Chapter 6 - Law enforcement

Common issues

Under reporting and limited sharing of information

Under reporting is a notable feature of cybercrime. Other crime areas such as fraud have long established traditional and alternate crime reporting mechanisms such as hotlines and consumer websites. Although many jurisdictions are implementing similar reporting mechanisms for cybercrime, both citizens and industry are still ill-equipped and ill-informed as to how to recognise and report cybercrime.

In addition to a general lack of awareness other issues impact on reporting levels. In child abuse cases, fear is a prevailing deterrent. In cases of data breaches there is a simple unwillingness to report. The damage caused by a data breach or network intrusion goes beyond the disclosure of data or intellectual property; the reputational damage caused by such an event may have considerable impact on a company’s image, its customer relationships and stock value. Understandably then, many breaches go unreported to law enforcement [251] for fear of the repercussions of a public exposure.

Furthermore, relevant data and information that is available to LE in one Member State is often not readily shared with other Member States.

Capability, capacity and training

While specialised cybercrime departments are an important first step for LE in combating cybercrime, as a long term solution they are insufficient. The capability to deal with crime on the Internet needs to be extended across all of law enforcement. Without officers having the skills and knowledge they need, starting with those on the ‘front line’, law enforcement will be unable to effectively recognise and react to cybercrimes.

Lack of forensic capability and capacity are often limiting factors in conducting cybercrime investigations. In some instances this can be a lack of digital forensic knowledge and expertise as well as a lack of forensic tool support. Even for well-equipped and experienced digital forensics units it is not the lack of evidence that poses a problem, it is the volume of material they are required to analyse and the time and manpower it takes to do so. A decade ago a case may have involved a few pieces of media. Today a typical case often involves multiple devices and many terabytes of data [252]. Technology cannot compensate entirely for this growth, the deficit for which must be met by human resources. Moreover, there is a tendency for companies to offer native, built-in encryption in digital devices, rendering even more advanced digital forensics techniques, such as chip-off methods for mobile phones, ineffective.

Forensic efforts are additionally hampered by the increasing level of forensic skills and techniques displayed by cybercriminals, particularly in the area of child sexual abuse online.
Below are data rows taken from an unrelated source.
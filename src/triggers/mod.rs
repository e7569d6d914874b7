//! Game events and their subscription point.
//!
//! The orchestrator raises a [`GameEvent`] for every meaningful step of a
//! round. Dispatch to card tags, status effects, enemy abilities and
//! trinkets happens in a fixed order inside `game::dispatch`; the
//! [`EventBus`] is only the outward-facing log for collaborators.

pub mod bus;
pub mod event;

pub use bus::{EventBus, Listener, ListenerId};
pub use event::{GameEvent, GameEventKind, PlayerAction};
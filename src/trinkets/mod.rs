//! Trinkets: templates, rolled instances, stat aggregation, effect
//! executors and loot drops.

pub mod aggregate;
pub mod drop;
pub mod executor;
pub mod instance;
pub mod registry;
pub mod template;

pub use aggregate::{aggregate_trinket_stats, StatBlock};
pub use drop::{generate_drop, reroll_affixes, roll_affixes, roll_rarity, select_template, PityCounters};
pub use executor::{execute_trinket_effect, on_equip, TrinketHost};
pub use instance::{AffixRoll, TrackedStat, TrinketInstance};
pub use registry::TrinketRegistry;
pub use template::{
    AffixDef, AffixTemplate, PassiveDef, StackRule, StatKey, TagRule, TrinketDef, TrinketEffectType,
    TrinketPassive, TrinketRarity, TrinketTemplate,
};
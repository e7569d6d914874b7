//! Effect resolution.
//!
//! The resolver walks an effect chain in order and hands each effect to an
//! [`EffectHost`], the object that owns the mutable run state. Chains are
//! best-effort: a failed effect is logged and the next one still runs.

use crate::status::StatusKind;

use super::effect::{Effect, EffectTarget};

/// Result of resolving an effect.
#[derive(Clone, Debug, PartialEq, Eq)]
pub enum ResolveResult {
    /// Effect resolved successfully.
    Success,
    /// Effect failed (e.g., no enemy present).
    Failed(String),
    /// Effect was skipped (e.g., blocked by a trinket).
    Skipped,
}

impl ResolveResult {
    #[must_use]
    pub fn is_success(&self) -> bool {
        matches!(self, ResolveResult::Success)
    }
}

/// Mutable run state that effects act on.
pub trait EffectHost {
    /// Apply a status to the player.
    fn apply_status(&mut self, status: StatusKind, magnitude: i32, duration: i32) -> ResolveResult;

    /// Remove a status from the player.
    fn remove_status(&mut self, status: StatusKind) -> ResolveResult;

    /// Heal enemy HP or give the player chips.
    fn heal(&mut self, target: EffectTarget, amount: i32) -> ResolveResult;

    /// Damage enemy HP or take player chips.
    fn damage(&mut self, target: EffectTarget, amount: i32) -> ResolveResult;

    fn shuffle_deck(&mut self) -> ResolveResult;

    fn discard_hand(&mut self) -> ResolveResult;

    fn force_hit(&mut self) -> ResolveResult;

    fn reveal_hole(&mut self) -> ResolveResult;
}

/// Resolves effects against a host.
pub struct EffectResolver;

impl EffectResolver {
    /// Resolve a chain in order. One result per effect.
    pub fn resolve_chain<H: EffectHost + ?Sized>(host: &mut H, effects: &[Effect]) -> Vec<ResolveResult> {
        effects
            .iter()
            .map(|effect| {
                let result = Self::resolve(host, effect);
                if let ResolveResult::Failed(reason) = &result {
                    tracing::warn!(effect = effect.name(), %reason, "effect failed, continuing chain");
                }
                result
            })
            .collect()
    }

    /// Resolve a single effect.
    pub fn resolve<H: EffectHost + ?Sized>(host: &mut H, effect: &Effect) -> ResolveResult {
        match effect {
            Effect::ApplyStatus { status, magnitude, duration } => {
                host.apply_status(*status, *magnitude, *duration)
            }
            Effect::RemoveStatus { status } => host.remove_status(*status),
            Effect::Heal { target, amount } => {
                if *amount <= 0 {
                    return ResolveResult::Skipped;
                }
                host.heal(*target, *amount)
            }
            Effect::Damage { target, amount } => {
                if *amount <= 0 {
                    return ResolveResult::Skipped;
                }
                host.damage(*target, *amount)
            }
            Effect::ShuffleDeck => host.shuffle_deck(),
            Effect::DiscardHand => host.discard_hand(),
            Effect::ForceHit => host.force_hit(),
            Effect::RevealHole => host.reveal_hole(),
            Effect::Message(text) => {
                tracing::info!(message = %text, "ability message");
                ResolveResult::Success
            }
        }
    }
}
The increasing use of encryption by offenders also causes issues for law enforcement.

The lack of capacity may also mean that forensic examinations are limited in scope to obtain evidence to support a current operation. Media obtained as part of a criminal investigation may however hold a wealth of intelligence or evidence that may either support existing investigations or could initiate new ones.

Attribution and detection

The investigation of cybercrime offences is also hampered by the level of anti-forensic measures deployed by criminals. Attribution is a major challenge for law enforcement, whether this is determining the real world identity behind an online nickname or victim identification in a child abuse case. Anonymisation techniques and the use of virtual currencies make both the technical and money trails difficult to detect and follow.

Jurisdiction

Even if the source of an attack can be identified it is unlikely to be limited to the investigating states’ own jurisdiction. Cybercrime investigations often span multiple jurisdictions globally and many attackers operate within jurisdictions with which the EU has limited co-operation. Even within the EU or when dealing with co-operative jurisdictions, slow and cumbersome Mutual Legal Assistance Treaty (MLAT) processes can significantly hamper investigations and the disproportionate effort involved in even modest cases serves as a constraint in times of austerity.

Legal framework

While some progress has been achieved in establishing a suitable legislative framework, much more requires attention, for instance in relation to the need for coherence and harmonisation of legislation across the EU and in providing the investigative legal instruments required to effectively combat cybercrime.

Current data retention laws are insufficient for law enforcement. The majority of intelligence and evidence for cyber investigations comes from private industry. With no data retention, there can be no attribution and therefore no prosecutions. In this context a new EU Directive on data retention, following the European Court of Justice’s annulment of the existing measure is urgently required.